Instructions for the task -> Below, find each line holding "NewJournalPage" and state how many there are, using the number alone.

Dataset entries ->
%%

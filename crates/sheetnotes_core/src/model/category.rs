//! Category domain model.
//!
//! # Responsibility
//! - Represent a named, ordered grouping for notes on one parent entity.
//! - Enforce name invariants before a category ever reaches storage.
//!
//! # Invariants
//! - `key` is stable and never altered after construction.
//! - `name` is non-blank and at most [`CATEGORY_NAME_MAX_CHARS`] characters.
//! - At most one category per parent carries [`DEFAULT_CATEGORY_NAME`]; that
//!   category is the fallback for uncategorized notes and is protected from
//!   rename/delete by the manager layer.

use serde::{Deserialize, Serialize};
use uuid::Uuid;

use crate::model::ValidationError;

/// Stable identifier for a category within one parent's flag scope.
pub type CategoryKey = Uuid;

/// Name of the distinguished default/fallback category.
pub const DEFAULT_CATEGORY_NAME: &str = "Notes";

/// Maximum category name length, counted in characters.
pub const CATEGORY_NAME_MAX_CHARS: usize = 50;

const NEW_CATEGORY_NAME: &str = "New Category";

/// How notes inside one category are displayed.
///
/// This governs note display only; the category list itself is always
/// presented alphabetically.
#[derive(Debug, Clone, Copy, Default, PartialEq, Eq, Serialize, Deserialize)]
#[serde(rename_all = "snake_case")]
pub enum NoteOrdering {
    /// Notes sorted by name.
    #[default]
    Alphabetical,
    /// Notes sorted by their numeric `sort` value.
    Manual,
}

/// Partial category fields merged over defaults (construction) or over
/// current state (update).
#[derive(Debug, Clone, Default, PartialEq, Eq)]
pub struct CategoryPatch {
    pub name: Option<String>,
    pub ordering: Option<NoteOrdering>,
    pub collapsed: Option<bool>,
}

impl CategoryPatch {
    /// Convenience patch carrying only a name.
    pub fn named(name: impl Into<String>) -> Self {
        Self {
            name: Some(name.into()),
            ..Self::default()
        }
    }
}

/// Validated category record. The serde shape is exactly the persisted
/// flag-storage shape.
#[derive(Debug, Clone, PartialEq, Eq, Serialize, Deserialize)]
pub struct Category {
    pub key: CategoryKey,
    pub name: String,
    pub ordering: NoteOrdering,
    pub collapsed: bool,
}

impl Category {
    /// Builds a category by merging `patch` over defaults: fresh random key,
    /// name "New Category", alphabetical ordering, not collapsed.
    pub fn new(patch: CategoryPatch) -> Result<Self, ValidationError> {
        let category = Self {
            key: Uuid::new_v4(),
            name: patch.name.unwrap_or_else(|| NEW_CATEGORY_NAME.to_string()),
            ordering: patch.ordering.unwrap_or_default(),
            collapsed: patch.collapsed.unwrap_or(false),
        };
        category.validate()?;
        Ok(category)
    }

    /// Merges `patch` over the current state and re-validates.
    ///
    /// The key is never altered. On validation failure the category is left
    /// untouched.
    pub fn update(&mut self, patch: CategoryPatch) -> Result<(), ValidationError> {
        let mut candidate = self.clone();
        if let Some(name) = patch.name {
            candidate.name = name;
        }
        if let Some(ordering) = patch.ordering {
            candidate.ordering = ordering;
        }
        if let Some(collapsed) = patch.collapsed {
            candidate.collapsed = collapsed;
        }
        candidate.validate()?;
        *self = candidate;
        Ok(())
    }

    /// Returns an independent copy under a freshly generated key.
    pub fn duplicate(&self) -> Self {
        Self {
            key: Uuid::new_v4(),
            ..self.clone()
        }
    }

    /// Whether this is the protected default/fallback category.
    pub fn is_default(&self) -> bool {
        self.name == DEFAULT_CATEGORY_NAME
    }

    /// Checks all field-level invariants.
    pub fn validate(&self) -> Result<(), ValidationError> {
        if self.key.is_nil() {
            return Err(ValidationError::NilKey("category"));
        }
        if self.name.trim().is_empty() {
            return Err(ValidationError::BlankName("category"));
        }
        let chars = self.name.chars().count();
        if chars > CATEGORY_NAME_MAX_CHARS {
            return Err(ValidationError::NameTooLong {
                actual: chars,
                max: CATEGORY_NAME_MAX_CHARS,
            });
        }
        Ok(())
    }

    /// Case-insensitive name membership test across `categories`.
    ///
    /// `exclude_key` skips one record, so a category can update to its own
    /// current name without reporting itself as a collision.
    pub fn name_exists(
        categories: &[Category],
        name: &str,
        exclude_key: Option<CategoryKey>,
    ) -> bool {
        let needle = name.trim().to_lowercase();
        categories.iter().any(|category| {
            exclude_key != Some(category.key) && category.name.to_lowercase() == needle
        })
    }
}

#[cfg(test)]
mod tests {
    use super::{
        Category, CategoryPatch, NoteOrdering, CATEGORY_NAME_MAX_CHARS, DEFAULT_CATEGORY_NAME,
    };
    use crate::model::ValidationError;
    use uuid::Uuid;

    fn combat() -> Category {
        Category::new(CategoryPatch::named("Combat")).expect("category should build")
    }

    #[test]
    fn new_merges_patch_over_defaults() {
        let category = Category::new(CategoryPatch::default()).unwrap();
        assert!(!category.key.is_nil());
        assert_eq!(category.name, "New Category");
        assert_eq!(category.ordering, NoteOrdering::Alphabetical);
        assert!(!category.collapsed);

        let manual = Category::new(CategoryPatch {
            name: Some("Loot".to_string()),
            ordering: Some(NoteOrdering::Manual),
            collapsed: Some(true),
        })
        .unwrap();
        assert_eq!(manual.name, "Loot");
        assert_eq!(manual.ordering, NoteOrdering::Manual);
        assert!(manual.collapsed);
    }

    #[test]
    fn new_rejects_blank_and_overlong_names() {
        let blank = Category::new(CategoryPatch::named("   "));
        assert!(matches!(blank, Err(ValidationError::BlankName(_))));

        let long_name = "x".repeat(CATEGORY_NAME_MAX_CHARS + 1);
        let too_long = Category::new(CategoryPatch::named(long_name));
        assert!(matches!(too_long, Err(ValidationError::NameTooLong { .. })));
    }

    #[test]
    fn update_preserves_key_and_rolls_back_on_invalid_patch() {
        let mut category = combat();
        let key = category.key;

        category
            .update(CategoryPatch {
                ordering: Some(NoteOrdering::Manual),
                ..CategoryPatch::default()
            })
            .unwrap();
        assert_eq!(category.key, key);
        assert_eq!(category.name, "Combat");
        assert_eq!(category.ordering, NoteOrdering::Manual);

        let err = category.update(CategoryPatch::named("")).unwrap_err();
        assert!(matches!(err, ValidationError::BlankName(_)));
        assert_eq!(category.name, "Combat");
    }

    #[test]
    fn duplicate_gets_fresh_key_and_equal_fields() {
        let category = combat();
        let copy = category.duplicate();
        assert_ne!(copy.key, category.key);
        assert_eq!(copy.name, category.name);
        assert_eq!(copy.ordering, category.ordering);
        assert_eq!(copy.collapsed, category.collapsed);
    }

    #[test]
    fn serde_shape_round_trips() {
        let category = combat();
        let value = serde_json::to_value(&category).unwrap();
        assert_eq!(value["ordering"], "alphabetical");
        let back: Category = serde_json::from_value(value).unwrap();
        assert_eq!(back, category);
    }

    #[test]
    fn name_exists_is_case_insensitive_and_honors_exclude_key() {
        let category = combat();
        let list = vec![category.clone()];
        assert!(Category::name_exists(&list, "COMBAT", None));
        assert!(Category::name_exists(&list, "combat", None));
        assert!(!Category::name_exists(&list, "COMBAT", Some(category.key)));
        assert!(!Category::name_exists(&list, "Lore", None));
        assert!(Category::name_exists(&list, "COMBAT", Some(Uuid::new_v4())));
    }

    #[test]
    fn is_default_matches_distinguished_name_only() {
        let default = Category::new(CategoryPatch::named(DEFAULT_CATEGORY_NAME)).unwrap();
        assert!(default.is_default());
        assert!(!combat().is_default());
    }
}
//! SQLite schema registry for the flag store.
//!
//! # Responsibility
//! - Register storage schema migrations in strictly increasing order.
//! - Apply pending migrations atomically.
//!
//! # Invariants
//! - `version` values must remain monotonic.
//! - Applied schema version is mirrored to `PRAGMA user_version`.
//! - This version tracks the SQLite layout only; per-parent data versions
//!   live in the `migrate` module.

use crate::store::{StoreError, StoreResult};
use rusqlite::Connection;

#[derive(Debug, Clone, Copy)]
struct SchemaMigration {
    version: u32,
    sql: &'static str,
}

const SCHEMA_MIGRATIONS: &[SchemaMigration] = &[SchemaMigration {
    version: 1,
    sql: include_str!("0001_flags.sql"),
}];

/// Returns the latest schema version known by this binary.
pub fn latest_schema_version() -> u32 {
    SCHEMA_MIGRATIONS
        .last()
        .map_or(0, |migration| migration.version)
}

/// Applies all pending schema migrations on the provided connection.
pub fn apply_schema_migrations(conn: &mut Connection) -> StoreResult<()> {
    let current_version = current_user_version(conn)?;
    let latest = latest_schema_version();

    if current_version > latest {
        return Err(StoreError::UnsupportedSchemaVersion {
            db_version: current_version,
            latest_supported: latest,
        });
    }

    if current_version == latest {
        return Ok(());
    }

    let tx = conn.transaction()?;
    for migration in SCHEMA_MIGRATIONS {
        if migration.version <= current_version {
            continue;
        }

        tx.execute_batch(migration.sql)?;
        tx.execute_batch(&format!("PRAGMA user_version = {};", migration.version))?;
    }
    tx.commit()?;

    Ok(())
}

fn current_user_version(conn: &Connection) -> StoreResult<u32> {
    let version = conn.query_row("PRAGMA user_version;", [], |row| row.get::<_, u32>(0))?;
    Ok(version)
}
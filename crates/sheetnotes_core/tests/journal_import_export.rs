use sheetnotes_core::{
    open_store_in_memory, HostError, JournalCollection, JournalPage, NewJournalPage, NoteError,
    NoteManager, NotePatch, NoteText, TextFormat, ValidationError, FLAG_SCOPE,
};
use serde_json::{Map, Value};
use uuid::Uuid;

const PARENT: &str = "actor-1";
const USER: &str = "gm";

/// In-memory journal collection recording created pages.
#[derive(Default)]
struct MockJournal {
    created: Vec<(String, JournalPage)>,
    fail_next: bool,
}

impl JournalCollection for MockJournal {
    fn create_page(
        &mut self,
        container: &str,
        page: NewJournalPage,
    ) -> Result<JournalPage, HostError> {
        if self.fail_next {
            return Err(HostError::ContainerNotFound(container.to_string()));
        }

        let created = JournalPage {
            id: format!("page-{}", self.created.len() + 1),
            name: page.name,
            kind: page.kind,
            sort: page.sort,
            text: page.text,
            metadata: page.metadata,
        };
        self.created.push((container.to_string(), created.clone()));
        Ok(created)
    }
}

fn markdown_text(source: &str) -> NoteText {
    NoteText {
        content: format!("<p>{source}</p>"),
        format: TextFormat::Markdown,
        markdown: Some(source.to_string()),
    }
}

#[test]
fn import_appends_a_note_with_back_reference_metadata() {
    let mut store = open_store_in_memory().unwrap();
    let mut manager = NoteManager::new(&mut store, USER);

    let mut metadata = Map::new();
    metadata.insert("origin".to_string(), Value::String("module-x".to_string()));
    let page = JournalPage {
        id: "journal-7".to_string(),
        name: "Imported".to_string(),
        kind: "text".to_string(),
        sort: 12,
        text: markdown_text("imported body"),
        metadata,
    };

    let note = manager.import_from_journal(PARENT, &page).unwrap();
    assert_eq!(manager.count(PARENT).unwrap(), 1);
    assert_eq!(note.name, "Imported");
    assert_eq!(note.sort, 12);
    assert_eq!(note.flags[FLAG_SCOPE]["sourceId"], "journal-7");

    let stored = manager.get(PARENT, note.key).unwrap().unwrap();
    assert_eq!(stored, note);
}

#[test]
fn import_rejects_non_text_pages_without_persisting() {
    let mut store = open_store_in_memory().unwrap();
    let mut manager = NoteManager::new(&mut store, USER);
    let page = JournalPage {
        id: "journal-8".to_string(),
        name: "Picture".to_string(),
        kind: "image".to_string(),
        sort: 0,
        text: NoteText::default(),
        metadata: Map::new(),
    };

    let err = manager.import_from_journal(PARENT, &page).unwrap_err();
    assert!(matches!(
        err,
        NoteError::Validation(ValidationError::UnexpectedPageKind(_))
    ));
    assert_eq!(manager.count(PARENT).unwrap(), 0);
}

#[test]
fn export_creates_one_page_in_the_requested_container() {
    let mut store = open_store_in_memory().unwrap();
    let mut manager = NoteManager::new(&mut store, USER);
    let note = manager
        .create(
            PARENT,
            NotePatch {
                name: Some("Export me".to_string()),
                sort: Some(5),
                text: Some(markdown_text("export body")),
                ..NotePatch::default()
            },
        )
        .unwrap();

    let mut journal = MockJournal::default();
    let created = manager
        .export_to_journal(PARENT, note.key, &mut journal, "journal-entry-1")
        .unwrap();

    assert_eq!(journal.created.len(), 1);
    let (container, page) = &journal.created[0];
    assert_eq!(container, "journal-entry-1");
    assert_eq!(page.name, "Export me");
    assert_eq!(page.kind, "text");
    assert_eq!(page.sort, 5);
    assert_eq!(page.text, note.text);
    assert_eq!(created.id, "page-1");
}

#[test]
fn export_validates_container_and_note_key() {
    let mut store = open_store_in_memory().unwrap();
    let mut manager = NoteManager::new(&mut store, USER);
    let note = manager.create(PARENT, NotePatch::named("Only")).unwrap();
    let mut journal = MockJournal::default();

    let blank = manager.export_to_journal(PARENT, note.key, &mut journal, "  ");
    assert!(matches!(blank, Err(NoteError::InvalidArgument("container"))));

    let missing = manager.export_to_journal(PARENT, Uuid::new_v4(), &mut journal, "journal-1");
    assert!(matches!(missing, Err(NoteError::NotFound(_))));
    assert!(journal.created.is_empty());
}

#[test]
fn host_rejections_surface_as_host_errors() {
    let mut store = open_store_in_memory().unwrap();
    let mut manager = NoteManager::new(&mut store, USER);
    let note = manager.create(PARENT, NotePatch::named("Doomed")).unwrap();

    let mut journal = MockJournal {
        fail_next: true,
        ..MockJournal::default()
    };
    let err = manager
        .export_to_journal(PARENT, note.key, &mut journal, "journal-1")
        .unwrap_err();
    assert!(matches!(err, NoteError::Host(HostError::ContainerNotFound(_))));
}

#[test]
fn export_then_import_round_trips_note_fields() {
    let mut store = open_store_in_memory().unwrap();
    let mut manager = NoteManager::new(&mut store, USER);
    let note = manager
        .create(
            PARENT,
            NotePatch {
                name: Some("Round trip".to_string()),
                text: Some(markdown_text("same body")),
                ..NotePatch::default()
            },
        )
        .unwrap();

    let mut journal = MockJournal::default();
    let page = manager
        .export_to_journal(PARENT, note.key, &mut journal, "journal-1")
        .unwrap();
    let imported = manager.import_from_journal(PARENT, &page).unwrap();

    assert_ne!(imported.key, note.key);
    assert_eq!(imported.name, note.name);
    assert_eq!(imported.sort, note.sort);
    assert_eq!(imported.text, note.text);
    assert_eq!(imported.flags[FLAG_SCOPE]["sourceId"], "page-1");
}
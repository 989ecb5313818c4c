//! Commit-timestamp store.
//!
//! For every committed transaction id we keep (commit time, origin) in a
//! dense array of 10-byte entries paged through an SLRU. The module can be
//! switched on and off at runtime; while off it holds no data.
//!
//! Раскладка:
//! - mod.rs       — CommitTs, общее состояние (CommitTsLock), статус.
//! - lifecycle.rs — shmem_init/bootstrap/startup/activate/deactivate/extend/
//!                  checkpoint/truncate/лимиты.
//! - set_get.rs   — запись дерева транзакции и чтение меток.
//! - redo.rs      — применение WAL-записей.
//! - boot.rs      — подъём каталога: control file, replay, end-of-recovery checkpoint.
//!
//! Locks, outermost first: XidGenLock (allocator), the checkpoint gate,
//! SlruLock, CommitTsLock. CommitTsLock is never held while taking SlruLock.

pub mod boot;
pub mod lifecycle;
pub mod redo;
pub mod set_get;

use parking_lot::RwLock;
use serde::Serialize;
use std::path::{Path, PathBuf};
use std::sync::atomic::{AtomicBool, AtomicU64, Ordering};
use std::sync::Arc;

use crate::config::CtsConfig;
use crate::lock::LockGuard;
use crate::page::{CommitTsEntry, PageLayout, PageNo};
use crate::slru::Slru;
use crate::wal::WalSink;
use crate::xid::{FullTransactionId, TransactionId, XidAllocator, XidReference};

pub use boot::boot;

/// State under CommitTsLock.
#[derive(Clone, Copy, Debug, PartialEq, Eq, Serialize)]
pub struct CtsShared {
    /// Cache of the most recent commit recorded by this process.
    pub last_xid: TransactionId,
    pub last_entry: CommitTsEntry,
    /// Valid range of xids with data; both Invalid or both valid.
    pub oldest_cts_xid: TransactionId,
    pub newest_cts_xid: TransactionId,
}

impl CtsShared {
    const RESET: CtsShared = CtsShared {
        last_xid: crate::xid::INVALID_XID,
        last_entry: CommitTsEntry::EMPTY,
        oldest_cts_xid: crate::xid::INVALID_XID,
        newest_cts_xid: crate::xid::INVALID_XID,
    };
}

pub struct CommitTs {
    root: PathBuf,
    cfg: CtsConfig,
    layout: PageLayout,
    slru: Slru,
    shared: RwLock<CtsShared>,
    /// Written only while CommitTsLock is held exclusively; fast paths read it bare.
    enabled: AtomicBool,
    in_recovery: AtomicBool,
    /// WAL append + page update vs. checkpoint redo point (cf. delayChkpt).
    ckpt_gate: RwLock<()>,
    wal: Arc<dyn WalSink>,
    xids: Arc<XidAllocator>,
    /// next_fxid snapshot used to widen xids; see update_cached_xid_range.
    xid_ref: AtomicU64,
    persist_control: bool,
    _dir_lock: Option<LockGuard>,
}

/// Point-in-time view for `status` style reporting.
#[derive(Clone, Debug, Serialize)]
pub struct CtsStatus {
    pub enabled: bool,
    pub in_recovery: bool,
    pub page_size: usize,
    pub entries_per_page: u32,
    pub buffers: usize,
    pub latest_page: PageNo,
    pub next_fxid: FullTransactionId,
    pub oldest_xid: TransactionId,
    #[serde(flatten)]
    pub shared: CtsShared,
}

impl CommitTs {
    pub fn root(&self) -> &Path {
        &self.root
    }

    pub fn config(&self) -> &CtsConfig {
        &self.cfg
    }

    pub fn layout(&self) -> &PageLayout {
        &self.layout
    }

    pub fn slru(&self) -> &Slru {
        &self.slru
    }

    pub fn xids(&self) -> &Arc<XidAllocator> {
        &self.xids
    }

    pub fn wal(&self) -> &Arc<dyn WalSink> {
        &self.wal
    }

    #[inline]
    pub fn is_enabled(&self) -> bool {
        self.enabled.load(Ordering::Acquire)
    }

    #[inline]
    pub fn in_recovery(&self) -> bool {
        self.in_recovery.load(Ordering::Acquire)
    }

    pub fn set_in_recovery(&self, on: bool) {
        self.in_recovery.store(on, Ordering::Release);
    }

    /// Copy of the CommitTsLock-protected state.
    pub fn shared_state(&self) -> CtsShared {
        *self.shared.read()
    }

    /// Allocate the next xid, making sure its page exists first.
    pub fn assign_xid(&self) -> TransactionId {
        self.xids.allocate_with(|xid| self.extend(xid))
    }

    /// Refresh the (next_xid, next_fxid) reference from the allocator.
    pub fn update_cached_xid_range(&self) {
        let next = self.xids.read_next_full_xid();
        self.xid_ref.store(next.0, Ordering::Release);
    }

    pub fn full_xid_from_xid(&self, xid: TransactionId) -> FullTransactionId {
        XidReference::new(FullTransactionId(self.xid_ref.load(Ordering::Acquire)))
            .full_xid_from_xid(xid)
    }

    pub fn status(&self) -> CtsStatus {
        let gen = self.xids.snapshot();
        CtsStatus {
            enabled: self.is_enabled(),
            in_recovery: self.in_recovery(),
            page_size: self.layout.page_size(),
            entries_per_page: self.layout.entries_per_page(),
            buffers: self.slru.num_slots(),
            latest_page: self.slru.latest_page(),
            next_fxid: gen.next_fxid,
            oldest_xid: gen.oldest_xid,
            shared: self.shared_state(),
        }
    }
}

%%

Answer for this exercise -> 2